=== Data for this task ===
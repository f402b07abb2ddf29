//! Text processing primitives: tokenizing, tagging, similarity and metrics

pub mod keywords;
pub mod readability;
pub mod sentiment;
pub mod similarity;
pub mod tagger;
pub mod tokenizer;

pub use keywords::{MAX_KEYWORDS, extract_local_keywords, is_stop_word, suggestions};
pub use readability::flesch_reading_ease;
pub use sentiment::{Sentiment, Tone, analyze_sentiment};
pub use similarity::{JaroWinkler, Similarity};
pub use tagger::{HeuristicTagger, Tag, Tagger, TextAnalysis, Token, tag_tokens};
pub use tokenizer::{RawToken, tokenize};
===
=== Data for this task ===
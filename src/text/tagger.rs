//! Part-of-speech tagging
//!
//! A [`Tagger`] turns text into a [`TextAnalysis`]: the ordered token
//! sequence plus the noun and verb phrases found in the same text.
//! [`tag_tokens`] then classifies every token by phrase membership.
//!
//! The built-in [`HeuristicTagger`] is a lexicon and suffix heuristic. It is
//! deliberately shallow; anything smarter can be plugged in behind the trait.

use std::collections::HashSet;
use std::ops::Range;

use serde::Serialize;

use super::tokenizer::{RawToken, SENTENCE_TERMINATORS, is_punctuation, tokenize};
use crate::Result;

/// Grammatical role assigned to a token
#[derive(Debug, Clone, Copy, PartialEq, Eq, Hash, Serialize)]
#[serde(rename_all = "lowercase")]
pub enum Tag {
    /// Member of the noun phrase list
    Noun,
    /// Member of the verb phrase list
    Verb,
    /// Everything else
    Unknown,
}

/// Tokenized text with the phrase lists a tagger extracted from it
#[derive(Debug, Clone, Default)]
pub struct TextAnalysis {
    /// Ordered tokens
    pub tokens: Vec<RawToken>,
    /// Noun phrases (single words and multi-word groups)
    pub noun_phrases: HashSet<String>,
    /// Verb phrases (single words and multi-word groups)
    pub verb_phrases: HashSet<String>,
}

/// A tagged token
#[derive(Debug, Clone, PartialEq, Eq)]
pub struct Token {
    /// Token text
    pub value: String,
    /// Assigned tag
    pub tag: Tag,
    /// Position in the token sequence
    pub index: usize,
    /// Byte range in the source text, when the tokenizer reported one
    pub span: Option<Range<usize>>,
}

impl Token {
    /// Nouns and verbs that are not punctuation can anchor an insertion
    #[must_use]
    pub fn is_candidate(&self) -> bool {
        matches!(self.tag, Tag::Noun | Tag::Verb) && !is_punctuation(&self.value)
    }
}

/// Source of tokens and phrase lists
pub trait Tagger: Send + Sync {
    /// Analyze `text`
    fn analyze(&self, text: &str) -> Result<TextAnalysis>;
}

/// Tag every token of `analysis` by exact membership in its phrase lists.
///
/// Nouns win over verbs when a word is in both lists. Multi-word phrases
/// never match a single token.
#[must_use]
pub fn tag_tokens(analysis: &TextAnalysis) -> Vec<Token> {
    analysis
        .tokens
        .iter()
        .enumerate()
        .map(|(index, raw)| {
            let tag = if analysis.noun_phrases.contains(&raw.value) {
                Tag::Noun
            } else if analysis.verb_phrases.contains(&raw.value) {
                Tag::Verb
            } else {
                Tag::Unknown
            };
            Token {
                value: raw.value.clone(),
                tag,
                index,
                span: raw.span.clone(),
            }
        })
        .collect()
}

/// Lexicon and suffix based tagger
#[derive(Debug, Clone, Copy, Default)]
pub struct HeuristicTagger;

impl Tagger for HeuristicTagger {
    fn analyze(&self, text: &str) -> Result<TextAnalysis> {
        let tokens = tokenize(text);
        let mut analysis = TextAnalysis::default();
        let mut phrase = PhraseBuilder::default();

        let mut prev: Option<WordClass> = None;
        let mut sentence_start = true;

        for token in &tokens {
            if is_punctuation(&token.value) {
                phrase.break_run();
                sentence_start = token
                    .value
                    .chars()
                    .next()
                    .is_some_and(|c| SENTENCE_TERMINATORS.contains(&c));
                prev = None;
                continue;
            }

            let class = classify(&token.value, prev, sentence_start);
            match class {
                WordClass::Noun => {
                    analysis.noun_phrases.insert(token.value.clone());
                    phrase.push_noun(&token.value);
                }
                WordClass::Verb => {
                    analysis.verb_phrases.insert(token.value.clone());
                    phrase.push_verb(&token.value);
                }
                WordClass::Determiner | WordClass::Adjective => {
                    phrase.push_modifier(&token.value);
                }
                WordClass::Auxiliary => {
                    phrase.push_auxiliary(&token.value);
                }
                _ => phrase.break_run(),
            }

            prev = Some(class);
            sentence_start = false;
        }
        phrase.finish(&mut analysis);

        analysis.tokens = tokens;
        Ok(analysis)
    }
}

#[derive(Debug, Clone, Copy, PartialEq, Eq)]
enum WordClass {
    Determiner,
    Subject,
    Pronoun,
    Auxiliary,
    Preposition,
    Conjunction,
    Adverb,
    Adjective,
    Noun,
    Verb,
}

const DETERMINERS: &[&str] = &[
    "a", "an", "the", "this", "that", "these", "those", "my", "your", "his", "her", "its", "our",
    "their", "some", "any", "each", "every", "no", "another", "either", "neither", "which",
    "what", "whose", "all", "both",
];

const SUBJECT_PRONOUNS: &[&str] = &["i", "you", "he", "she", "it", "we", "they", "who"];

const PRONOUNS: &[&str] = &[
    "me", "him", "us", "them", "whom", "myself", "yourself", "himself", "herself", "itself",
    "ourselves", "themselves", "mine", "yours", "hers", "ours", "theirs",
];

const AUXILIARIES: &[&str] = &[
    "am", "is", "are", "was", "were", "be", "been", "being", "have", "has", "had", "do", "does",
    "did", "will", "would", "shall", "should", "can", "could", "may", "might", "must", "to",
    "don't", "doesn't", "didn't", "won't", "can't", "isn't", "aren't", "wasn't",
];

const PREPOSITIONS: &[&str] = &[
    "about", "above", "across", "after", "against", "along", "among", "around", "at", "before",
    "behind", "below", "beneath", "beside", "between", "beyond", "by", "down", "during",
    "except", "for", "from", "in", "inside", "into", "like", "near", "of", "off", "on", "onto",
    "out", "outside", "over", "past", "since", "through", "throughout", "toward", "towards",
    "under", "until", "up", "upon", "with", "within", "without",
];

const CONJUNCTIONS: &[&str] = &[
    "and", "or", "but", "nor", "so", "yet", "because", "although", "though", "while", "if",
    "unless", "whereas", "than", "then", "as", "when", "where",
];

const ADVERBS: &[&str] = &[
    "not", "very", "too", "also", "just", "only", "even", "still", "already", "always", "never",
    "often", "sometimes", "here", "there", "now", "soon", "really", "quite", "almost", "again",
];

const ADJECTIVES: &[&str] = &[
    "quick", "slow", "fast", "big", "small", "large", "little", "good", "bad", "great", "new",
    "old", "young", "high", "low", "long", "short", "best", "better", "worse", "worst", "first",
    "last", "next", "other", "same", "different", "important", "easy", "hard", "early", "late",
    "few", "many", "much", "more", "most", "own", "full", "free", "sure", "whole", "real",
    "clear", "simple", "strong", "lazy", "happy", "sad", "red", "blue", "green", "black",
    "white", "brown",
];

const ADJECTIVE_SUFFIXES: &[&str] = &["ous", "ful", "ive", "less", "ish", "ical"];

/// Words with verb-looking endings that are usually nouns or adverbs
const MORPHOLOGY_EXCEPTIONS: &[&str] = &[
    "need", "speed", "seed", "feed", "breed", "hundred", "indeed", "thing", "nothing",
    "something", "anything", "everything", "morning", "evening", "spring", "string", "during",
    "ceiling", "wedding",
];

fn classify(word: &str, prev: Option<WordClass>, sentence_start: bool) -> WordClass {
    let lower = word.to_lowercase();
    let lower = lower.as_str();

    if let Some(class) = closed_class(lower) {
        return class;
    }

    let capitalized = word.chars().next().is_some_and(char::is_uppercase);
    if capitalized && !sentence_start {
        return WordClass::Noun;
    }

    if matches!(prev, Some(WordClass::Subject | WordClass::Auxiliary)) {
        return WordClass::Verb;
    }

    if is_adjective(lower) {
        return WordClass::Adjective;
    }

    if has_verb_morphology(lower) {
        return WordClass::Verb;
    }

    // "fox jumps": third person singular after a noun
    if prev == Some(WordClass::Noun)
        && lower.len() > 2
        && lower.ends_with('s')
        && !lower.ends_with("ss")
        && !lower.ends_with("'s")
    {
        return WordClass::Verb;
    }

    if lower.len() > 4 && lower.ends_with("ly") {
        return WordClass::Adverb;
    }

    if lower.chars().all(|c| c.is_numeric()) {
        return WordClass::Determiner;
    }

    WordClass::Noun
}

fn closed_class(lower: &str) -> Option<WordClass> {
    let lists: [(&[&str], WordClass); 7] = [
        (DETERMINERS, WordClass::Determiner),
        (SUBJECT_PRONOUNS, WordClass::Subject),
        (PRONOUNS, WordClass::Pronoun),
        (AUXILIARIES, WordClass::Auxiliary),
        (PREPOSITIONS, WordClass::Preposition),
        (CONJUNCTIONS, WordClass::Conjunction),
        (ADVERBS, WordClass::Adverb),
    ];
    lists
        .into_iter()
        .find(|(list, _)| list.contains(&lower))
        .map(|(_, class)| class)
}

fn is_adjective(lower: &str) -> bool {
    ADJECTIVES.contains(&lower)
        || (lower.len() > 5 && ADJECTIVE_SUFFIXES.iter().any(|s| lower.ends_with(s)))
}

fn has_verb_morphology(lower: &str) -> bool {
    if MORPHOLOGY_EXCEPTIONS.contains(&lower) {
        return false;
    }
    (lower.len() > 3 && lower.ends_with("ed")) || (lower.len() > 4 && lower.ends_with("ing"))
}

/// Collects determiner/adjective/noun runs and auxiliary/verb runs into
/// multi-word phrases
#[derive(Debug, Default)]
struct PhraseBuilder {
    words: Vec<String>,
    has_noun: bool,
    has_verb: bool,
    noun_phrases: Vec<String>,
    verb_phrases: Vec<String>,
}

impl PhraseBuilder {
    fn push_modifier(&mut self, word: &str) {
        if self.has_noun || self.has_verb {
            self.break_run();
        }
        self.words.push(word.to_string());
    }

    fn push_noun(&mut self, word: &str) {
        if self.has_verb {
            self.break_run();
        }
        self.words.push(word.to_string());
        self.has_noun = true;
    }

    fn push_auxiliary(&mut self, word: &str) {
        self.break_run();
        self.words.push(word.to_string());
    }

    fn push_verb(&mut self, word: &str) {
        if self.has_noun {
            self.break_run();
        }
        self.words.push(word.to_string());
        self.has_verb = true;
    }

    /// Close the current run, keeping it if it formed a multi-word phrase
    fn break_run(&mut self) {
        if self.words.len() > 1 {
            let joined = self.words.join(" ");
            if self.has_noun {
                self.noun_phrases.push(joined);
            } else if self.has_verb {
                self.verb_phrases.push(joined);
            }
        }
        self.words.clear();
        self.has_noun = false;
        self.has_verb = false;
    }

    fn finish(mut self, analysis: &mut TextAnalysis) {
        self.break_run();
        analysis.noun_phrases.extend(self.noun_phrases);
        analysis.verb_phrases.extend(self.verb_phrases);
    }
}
===
=== Data for this task ===
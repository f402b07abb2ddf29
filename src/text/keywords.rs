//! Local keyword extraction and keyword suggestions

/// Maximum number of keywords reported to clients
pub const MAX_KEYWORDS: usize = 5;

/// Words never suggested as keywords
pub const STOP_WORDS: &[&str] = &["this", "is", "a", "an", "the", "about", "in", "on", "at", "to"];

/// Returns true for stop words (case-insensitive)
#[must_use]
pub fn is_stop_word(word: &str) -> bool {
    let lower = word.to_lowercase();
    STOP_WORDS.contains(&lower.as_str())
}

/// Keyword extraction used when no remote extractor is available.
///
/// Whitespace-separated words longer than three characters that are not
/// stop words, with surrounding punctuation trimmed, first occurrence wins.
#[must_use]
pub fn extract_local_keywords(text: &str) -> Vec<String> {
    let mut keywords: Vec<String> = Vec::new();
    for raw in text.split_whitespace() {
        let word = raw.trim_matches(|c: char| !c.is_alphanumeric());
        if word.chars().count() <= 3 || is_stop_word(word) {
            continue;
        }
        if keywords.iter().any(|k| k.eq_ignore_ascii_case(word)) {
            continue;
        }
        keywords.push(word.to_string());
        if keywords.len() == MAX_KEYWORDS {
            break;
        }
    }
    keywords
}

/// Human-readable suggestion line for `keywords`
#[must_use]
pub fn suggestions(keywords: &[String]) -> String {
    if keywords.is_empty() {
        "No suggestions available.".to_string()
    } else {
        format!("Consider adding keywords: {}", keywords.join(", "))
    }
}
===
Exercise: Exact duplication is required for the lines above, from the line that contains "pub trait Tagger: Send" to the line that contains "analysis.noun_phrases.insert(token.value.clone());", inclusive; omit all others.

The completed task:
pub trait Tagger: Send + Sync {
    /// Analyze `text`
    fn analyze(&self, text: &str) -> Result<TextAnalysis>;
}

/// Tag every token of `analysis` by exact membership in its phrase lists.
///
/// Nouns win over verbs when a word is in both lists. Multi-word phrases
/// never match a single token.
#[must_use]
pub fn tag_tokens(analysis: &TextAnalysis) -> Vec<Token> {
    analysis
        .tokens
        .iter()
        .enumerate()
        .map(|(index, raw)| {
            let tag = if analysis.noun_phrases.contains(&raw.value) {
                Tag::Noun
            } else if analysis.verb_phrases.contains(&raw.value) {
                Tag::Verb
            } else {
                Tag::Unknown
            };
            Token {
                value: raw.value.clone(),
                tag,
                index,
                span: raw.span.clone(),
            }
        })
        .collect()
}

/// Lexicon and suffix based tagger
#[derive(Debug, Clone, Copy, Default)]
pub struct HeuristicTagger;

impl Tagger for HeuristicTagger {
    fn analyze(&self, text: &str) -> Result<TextAnalysis> {
        let tokens = tokenize(text);
        let mut analysis = TextAnalysis::default();
        let mut phrase = PhraseBuilder::default();

        let mut prev: Option<WordClass> = None;
        let mut sentence_start = true;

        for token in &tokens {
            if is_punctuation(&token.value) {
                phrase.break_run();
                sentence_start = token
                    .value
                    .chars()
                    .next()
                    .is_some_and(|c| SENTENCE_TERMINATORS.contains(&c));
                prev = None;
                continue;
            }

            let class = classify(&token.value, prev, sentence_start);
            match class {
                WordClass::Noun => {
                    analysis.noun_phrases.insert(token.value.clone());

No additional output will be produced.